The H&S's right shoulder came just when concerns of a US default were at their
peak, along with the chance of a banking crisis in Europe. These events along with the already bearish pattern created fear that sliced through the once dominating trendline.

Often times when there's a major trendline break, the market (or stock) will go through "panic selling" until it hits a major Fibonacci retracement that buyers have been waiting for. That's why the S&P stopped on a dime at a level that consisted of two long-term, key Fibonacci levels. Therefore, technically the market has a very strong (longer-term levels are more respected) support level that will definitely provide a lower risk to the bulls. And, of course, many say the market is at a good price fundamentally. After all, analysts haven't lowered expectations by much and P/E's have been very low. Now wouldn't it be great if the short-term looked good too?
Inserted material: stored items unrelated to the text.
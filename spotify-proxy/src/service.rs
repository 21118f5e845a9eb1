//! Service lifecycle: startup authentication, the refresh loop and the
//! HTTP server running side by side, and a supervisor that restarts the
//! whole thing when it fails.

use crate::config::ProxyConfig;
use crate::dispatch::Registry;
use crate::error::{ProxyError, Result};
use crate::refresh::{CachedOAuth, TokenRefresher, TokenSource};
use crate::server::{ProxyServer, router};
use spotify_api::SpotifyClient;
use std::future::Future;
use std::net::SocketAddr;
use std::sync::Arc;
use std::time::Duration;
use tokio_util::sync::CancellationToken;
use tracing::{error, info, warn};

/// Authenticate from the credential cache and serve until `shutdown` fires.
///
/// A failed startup authentication is returned as
/// [`ProxyError::Startup`]; it is never retried here.
pub async fn run_service(config: &ProxyConfig, shutdown: CancellationToken) -> Result<()> {
    config.validate()?;
    let user = config.user()?;
    let oauth = config.oauth()?;
    let cache = config.cache()?;

    let token = oauth
        .authenticate(&cache)
        .await
        .map_err(ProxyError::Startup)?;
    info!(user, cache = %cache.path().display(), "authenticated");

    let client = Arc::new(SpotifyClient::with_token(token)?);
    serve(
        client,
        Registry::spotify(),
        CachedOAuth::new(oauth, cache),
        config.bind_addr()?,
        shutdown,
    )
    .await
}

/// Run the refresh loop and the server over `client` until `shutdown`
/// fires or the server dies. Both tasks are joined before returning.
pub async fn serve<S: TokenSource + 'static>(
    client: Arc<SpotifyClient>,
    registry: Registry<SpotifyClient>,
    source: S,
    addr: SocketAddr,
    shutdown: CancellationToken,
) -> Result<()> {
    let tasks = shutdown.child_token();
    let refresher = TokenRefresher::new(Arc::clone(&client), source).spawn(tasks.clone());

    let mut server = match ProxyServer::start(addr, router(client, registry), tasks.clone()).await {
        Ok(server) => server,
        Err(e) => {
            tasks.cancel();
            if let Err(join) = refresher.await {
                warn!(error = %join, "refresh task ended abnormally");
            }
            return Err(e);
        }
    };

    let outcome = tokio::select! {
        () = shutdown.cancelled() => Ok(()),
        res = server.stopped() => Err(res.err().unwrap_or_else(|| {
            ProxyError::Server("server exited unexpectedly".into())
        })),
    };

    tasks.cancel();
    let stopped = server.stop().await;
    if let Err(join) = refresher.await {
        warn!(error = %join, "refresh task ended abnormally");
    }
    outcome.and(stopped)
}

/// Call `run` until it returns `Ok`, sleeping `restart_delay` after every
/// failure. Cancelling `shutdown` during the delay ends the loop.
pub async fn supervise<F, Fut>(restart_delay: Duration, shutdown: CancellationToken, mut run: F)
where
    F: FnMut() -> Fut,
    Fut: Future<Output = Result<()>>,
{
    let mut failures: u64 = 0;
    loop {
        match run().await {
            Ok(()) => {
                info!("service stopped");
                return;
            }
            Err(e) => {
                failures += 1;
                error!(error = %e, failures, "service failed, restarting in {}s", restart_delay.as_secs());
            }
        }
        tokio::select! {
            () = shutdown.cancelled() => {
                info!("shutdown requested during restart delay");
                return;
            }
            () = tokio::time::sleep(restart_delay) => {}
        }
    }
}
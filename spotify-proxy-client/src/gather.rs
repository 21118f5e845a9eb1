//! Pagination walker.
//!
//! Walks every page of one logical query, extracting records from each page
//! and following the `next` cursor until it runs out. Pages are fetched one
//! at a time, in cursor order.

use crate::error::Result;
use crate::extract::{extract, locate, resolve};
use crate::schema::FieldSchema;
use serde_json::Value;
use std::collections::HashSet;

/// Fetches the page that follows a given page.
pub trait NextPage {
    /// Return the page after `page`, or `None` at the end.
    fn next_page(&self, page: &Value) -> Result<Option<Value>>;
}

/// Extract records from `first` and every page after it.
///
/// For shapes that nest the collection one level down (e.g.
/// `{"artists": {"items": [...], "next": "..."}}`), the cursor is read from
/// the enclosing container and that container is what gets passed to
/// [`NextPage::next_page`].
///
/// Stops early, with a warning, if a page hands back any cursor that was
/// already followed, so a cycle of pages is walked once.
pub fn gather<P>(first: Value, schema: &FieldSchema, pager: &P) -> Result<Vec<Value>>
where
    P: NextPage + ?Sized,
{
    let mut data = Vec::new();
    let mut response = Some(first).filter(|v| !v.is_null());
    let mut followed: HashSet<String> = HashSet::new();

    while let Some(current) = response.take() {
        let (container, path) = locate(&current);
        match extract(container, schema) {
            Value::Array(records) => data.extend(records),
            record => data.push(record),
        }

        let page = match path {
            [parent @ .., _] if !parent.is_empty() => resolve(&current, parent).unwrap_or(&current),
            _ => &current,
        };
        let Some(cursor) = page
            .get("next")
            .and_then(Value::as_str)
            .filter(|c| !c.is_empty())
        else {
            break;
        };
        if !followed.insert(cursor.to_owned()) {
            tracing::warn!(cursor, "cursor already followed, stopping pagination");
            break;
        }
        response = pager.next_page(page)?.filter(|v| !v.is_null());
    }

    Ok(data)
}

#[cfg(test)]
mod tests {
    use super::*;
    use serde_json::json;
    use std::cell::RefCell;
    use std::collections::VecDeque;

    /// Hands out canned pages and records what it was asked with.
    struct Pages {
        queue: RefCell<VecDeque<Value>>,
        asked_with: RefCell<Vec<Value>>,
    }

    impl Pages {
        fn new(pages: Vec<Value>) -> Self {
            Self {
                queue: RefCell::new(pages.into()),
                asked_with: RefCell::new(Vec::new()),
            }
        }

        fn calls(&self) -> usize {
            self.asked_with.borrow().len()
        }
    }

    impl NextPage for Pages {
        fn next_page(&self, page: &Value) -> Result<Option<Value>> {
            self.asked_with.borrow_mut().push(page.clone());
            Ok(self.queue.borrow_mut().pop_front())
        }
    }

    fn page(ids: &[&str], next: Option<&str>) -> Value {
        let items: Vec<Value> = ids.iter().map(|id| json!({ "id": id, "name": "n" })).collect();
        json!({ "items": items, "next": next })
    }

    #[test]
    fn gathers_all_pages_in_order() {
        let pages = Pages::new(vec![page(&["c", "d"], Some("p3")), page(&["e"], None)]);
        let first = page(&["a", "b"], Some("p2"));

        let records = gather(first, &FieldSchema::fields(["id"]), &pages).unwrap();
        let ids: Vec<&str> = records.iter().map(|r| r["id"].as_str().unwrap()).collect();
        assert_eq!(ids, ["a", "b", "c", "d", "e"]);
        assert_eq!(pages.calls(), 2);
    }

    #[test]
    fn nested_shape_passes_parent_container() {
        let first = json!({ "artists": { "items": [{ "id": "a" }], "next": "p2" } });
        let second = json!({ "artists": { "items": [{ "id": "b" }], "next": null } });
        let pages = Pages::new(vec![second]);

        let records = gather(first, &FieldSchema::fields(["id"]), &pages).unwrap();
        assert_eq!(records, vec![json!({ "id": "a" }), json!({ "id": "b" })]);
        assert_eq!(
            pages.asked_with.borrow()[0],
            json!({ "items": [{ "id": "a" }], "next": "p2" })
        );
    }

    #[test]
    fn flat_record_is_wrapped() {
        let pages = Pages::new(vec![]);
        let profile = json!({ "id": "me", "display_name": "Me", "country": "SE" });
        let records = gather(profile, &FieldSchema::fields(["id"]), &pages).unwrap();
        assert_eq!(records, vec![json!({ "id": "me" })]);
        assert_eq!(pages.calls(), 0);
    }

    #[test]
    fn null_response_gathers_nothing() {
        let pages = Pages::new(vec![]);
        assert!(gather(Value::Null, &FieldSchema::node(), &pages).unwrap().is_empty());
    }

    #[test]
    fn pager_returning_null_ends_the_walk() {
        let pages = Pages::new(vec![Value::Null]);
        let records = gather(page(&["a"], Some("p2")), &FieldSchema::fields(["id"]), &pages).unwrap();
        assert_eq!(records.len(), 1);
        assert_eq!(pages.calls(), 1);
    }

    #[test]
    fn echoed_cursor_stops_the_walk() {
        let pages = Pages::new(vec![page(&["b"], Some("p2")), page(&["c"], None)]);
        let records = gather(page(&["a"], Some("p2")), &FieldSchema::fields(["id"]), &pages).unwrap();
        assert_eq!(records.len(), 2);
        assert_eq!(pages.calls(), 1);
    }

    #[test]
    fn cursor_cycle_is_walked_once() {
        // p2 leads to p3, which points back at p2.
        let pages = Pages::new(vec![
            page(&["b"], Some("p3")),
            page(&["c"], Some("p2")),
            page(&["b"], Some("p3")),
        ]);
        let records = gather(page(&["a"], Some("p2")), &FieldSchema::fields(["id"]), &pages).unwrap();
        let ids: Vec<&str> = records.iter().map(|r| r["id"].as_str().unwrap()).collect();
        assert_eq!(ids, ["a", "b", "c"]);
        assert_eq!(pages.calls(), 2);
    }
}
Well it does.

A pattern known as a "Double Repo" publicized by Joe DiNapoli in his book, Trading With DiNapoli Levels has been seen in the market in almost perfect form. In short, it is a certain type of double bottom that is stronger than normal because it gives traders almost no time to react, leaving them with quick decisions to make. Now if you look at the strong support level, it makes it unlikely that the average, hyper emotional trader will want to sell. As I stated earlier the market has gone down, up, down and then up again today. This strong up day is important because it signals that the bears are finally ready to hibernate and the bulls can take over.

There are a few other signs that seem to be pointing to a bottom. The VIX index as well as gold, which has also been responding to fear recently because it is regarded as a safe haven, have both topped. For the VIX, the 45-50 range has been unsustainable. Likewise, for gold, the 1900 level (which is also a long term Fibonacci Extension) has been impenetrable. Technical conclusion - the combination of a powerful bullish pattern combined with a bullish topping of fear provides a great entry to the market.





Disclosure: I am long SPY, GD, INTC, GM.